Stored data
*** Begin section ***

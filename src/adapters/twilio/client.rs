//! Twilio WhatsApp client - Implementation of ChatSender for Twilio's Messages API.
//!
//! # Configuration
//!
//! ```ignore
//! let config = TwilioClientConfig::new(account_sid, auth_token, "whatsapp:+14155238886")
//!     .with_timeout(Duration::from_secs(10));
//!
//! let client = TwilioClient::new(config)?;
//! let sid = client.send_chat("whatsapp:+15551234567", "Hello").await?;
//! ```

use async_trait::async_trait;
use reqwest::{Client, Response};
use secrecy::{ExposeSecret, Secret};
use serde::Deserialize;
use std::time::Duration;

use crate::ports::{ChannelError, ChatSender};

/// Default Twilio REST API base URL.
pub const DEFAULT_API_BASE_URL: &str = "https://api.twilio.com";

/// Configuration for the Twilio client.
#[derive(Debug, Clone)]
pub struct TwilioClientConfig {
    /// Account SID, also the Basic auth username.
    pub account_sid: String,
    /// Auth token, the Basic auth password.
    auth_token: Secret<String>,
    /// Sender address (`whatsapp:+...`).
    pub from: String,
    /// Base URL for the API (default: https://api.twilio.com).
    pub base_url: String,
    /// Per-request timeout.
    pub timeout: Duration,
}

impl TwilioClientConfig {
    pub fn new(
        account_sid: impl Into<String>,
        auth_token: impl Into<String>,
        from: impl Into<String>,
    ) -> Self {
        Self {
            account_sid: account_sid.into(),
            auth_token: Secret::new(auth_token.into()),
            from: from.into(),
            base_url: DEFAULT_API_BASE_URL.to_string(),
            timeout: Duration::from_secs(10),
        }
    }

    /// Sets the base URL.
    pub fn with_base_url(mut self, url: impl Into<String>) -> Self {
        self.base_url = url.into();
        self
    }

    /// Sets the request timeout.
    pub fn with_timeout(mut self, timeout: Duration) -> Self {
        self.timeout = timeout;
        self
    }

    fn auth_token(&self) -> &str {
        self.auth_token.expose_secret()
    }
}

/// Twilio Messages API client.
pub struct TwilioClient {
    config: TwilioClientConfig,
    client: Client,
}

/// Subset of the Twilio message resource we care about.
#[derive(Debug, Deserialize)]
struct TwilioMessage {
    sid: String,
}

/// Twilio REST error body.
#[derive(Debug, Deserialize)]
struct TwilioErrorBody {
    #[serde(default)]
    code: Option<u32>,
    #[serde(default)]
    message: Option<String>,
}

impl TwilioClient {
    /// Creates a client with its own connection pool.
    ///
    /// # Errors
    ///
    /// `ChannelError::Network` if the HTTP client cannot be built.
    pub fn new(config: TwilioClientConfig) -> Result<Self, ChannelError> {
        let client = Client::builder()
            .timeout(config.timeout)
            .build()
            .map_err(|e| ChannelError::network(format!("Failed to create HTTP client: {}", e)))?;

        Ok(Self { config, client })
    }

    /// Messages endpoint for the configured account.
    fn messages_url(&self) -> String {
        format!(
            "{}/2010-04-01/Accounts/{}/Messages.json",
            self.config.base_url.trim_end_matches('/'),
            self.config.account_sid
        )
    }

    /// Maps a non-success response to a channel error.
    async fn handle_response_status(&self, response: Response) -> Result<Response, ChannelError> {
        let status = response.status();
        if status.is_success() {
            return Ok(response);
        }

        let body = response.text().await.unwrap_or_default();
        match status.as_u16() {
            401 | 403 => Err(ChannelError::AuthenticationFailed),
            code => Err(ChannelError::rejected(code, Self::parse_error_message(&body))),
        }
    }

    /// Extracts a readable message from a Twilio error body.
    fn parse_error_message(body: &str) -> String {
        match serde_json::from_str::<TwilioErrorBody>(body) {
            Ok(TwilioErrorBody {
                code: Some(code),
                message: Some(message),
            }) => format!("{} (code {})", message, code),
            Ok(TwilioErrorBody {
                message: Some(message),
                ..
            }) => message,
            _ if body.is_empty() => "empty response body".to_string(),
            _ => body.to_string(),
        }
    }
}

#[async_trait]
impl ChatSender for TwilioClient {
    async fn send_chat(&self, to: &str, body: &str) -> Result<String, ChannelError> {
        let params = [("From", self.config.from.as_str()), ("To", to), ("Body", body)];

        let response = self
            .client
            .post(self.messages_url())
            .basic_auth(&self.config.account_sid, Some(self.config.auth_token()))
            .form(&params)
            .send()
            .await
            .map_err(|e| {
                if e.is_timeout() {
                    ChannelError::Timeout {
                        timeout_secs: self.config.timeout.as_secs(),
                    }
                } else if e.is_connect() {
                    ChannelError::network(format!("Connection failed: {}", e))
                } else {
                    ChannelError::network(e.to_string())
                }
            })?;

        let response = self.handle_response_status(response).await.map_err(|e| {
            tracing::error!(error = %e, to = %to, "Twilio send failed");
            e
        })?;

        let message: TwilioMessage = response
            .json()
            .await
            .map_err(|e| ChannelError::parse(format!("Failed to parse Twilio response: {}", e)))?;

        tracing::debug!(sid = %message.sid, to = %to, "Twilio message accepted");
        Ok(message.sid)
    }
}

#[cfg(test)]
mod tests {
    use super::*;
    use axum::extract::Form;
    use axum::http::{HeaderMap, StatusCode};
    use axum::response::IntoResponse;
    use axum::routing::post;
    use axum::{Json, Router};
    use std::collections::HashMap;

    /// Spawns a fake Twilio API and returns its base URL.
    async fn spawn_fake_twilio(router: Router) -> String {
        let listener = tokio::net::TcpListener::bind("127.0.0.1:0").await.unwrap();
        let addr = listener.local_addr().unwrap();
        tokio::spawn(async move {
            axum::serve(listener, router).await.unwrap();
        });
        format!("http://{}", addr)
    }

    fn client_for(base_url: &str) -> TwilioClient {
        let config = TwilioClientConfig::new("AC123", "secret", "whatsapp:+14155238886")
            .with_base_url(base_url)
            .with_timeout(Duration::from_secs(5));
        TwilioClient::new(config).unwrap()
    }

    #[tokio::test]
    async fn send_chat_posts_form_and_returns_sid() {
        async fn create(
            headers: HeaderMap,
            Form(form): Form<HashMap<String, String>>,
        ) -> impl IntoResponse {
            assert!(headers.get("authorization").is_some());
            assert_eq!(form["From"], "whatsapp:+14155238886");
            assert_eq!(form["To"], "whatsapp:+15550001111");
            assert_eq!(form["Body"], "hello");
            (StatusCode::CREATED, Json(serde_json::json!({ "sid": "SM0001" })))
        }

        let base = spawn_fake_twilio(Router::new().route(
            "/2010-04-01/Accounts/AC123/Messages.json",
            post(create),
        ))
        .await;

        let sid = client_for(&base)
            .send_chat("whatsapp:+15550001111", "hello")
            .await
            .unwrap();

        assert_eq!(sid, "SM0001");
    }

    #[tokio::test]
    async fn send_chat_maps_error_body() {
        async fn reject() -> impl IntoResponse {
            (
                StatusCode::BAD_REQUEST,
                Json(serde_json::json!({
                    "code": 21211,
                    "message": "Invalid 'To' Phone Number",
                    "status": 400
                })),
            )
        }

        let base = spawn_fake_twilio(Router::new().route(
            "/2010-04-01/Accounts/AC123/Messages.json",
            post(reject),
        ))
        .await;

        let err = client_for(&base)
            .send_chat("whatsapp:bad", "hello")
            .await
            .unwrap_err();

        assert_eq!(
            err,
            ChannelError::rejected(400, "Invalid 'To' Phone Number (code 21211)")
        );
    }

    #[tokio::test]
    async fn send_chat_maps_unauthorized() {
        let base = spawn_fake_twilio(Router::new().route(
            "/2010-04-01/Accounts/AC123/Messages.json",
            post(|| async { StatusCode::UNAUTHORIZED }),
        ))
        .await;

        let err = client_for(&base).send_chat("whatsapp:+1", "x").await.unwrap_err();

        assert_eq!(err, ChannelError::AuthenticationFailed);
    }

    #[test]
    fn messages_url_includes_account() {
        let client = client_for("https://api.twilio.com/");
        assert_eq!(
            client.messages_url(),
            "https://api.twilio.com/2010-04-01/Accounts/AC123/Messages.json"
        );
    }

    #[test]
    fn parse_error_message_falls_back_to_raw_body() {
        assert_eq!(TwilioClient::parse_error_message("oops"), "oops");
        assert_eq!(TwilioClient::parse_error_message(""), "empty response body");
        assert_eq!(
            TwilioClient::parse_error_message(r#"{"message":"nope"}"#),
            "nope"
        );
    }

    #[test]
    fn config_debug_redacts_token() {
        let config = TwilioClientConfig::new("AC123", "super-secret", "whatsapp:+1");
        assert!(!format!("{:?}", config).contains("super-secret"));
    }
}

*** End section ***

▸ EXERCISE BRIEF
Your reply is one number: how many lines of the records above contain the word "struct".

▸ ANSWER SPACE
4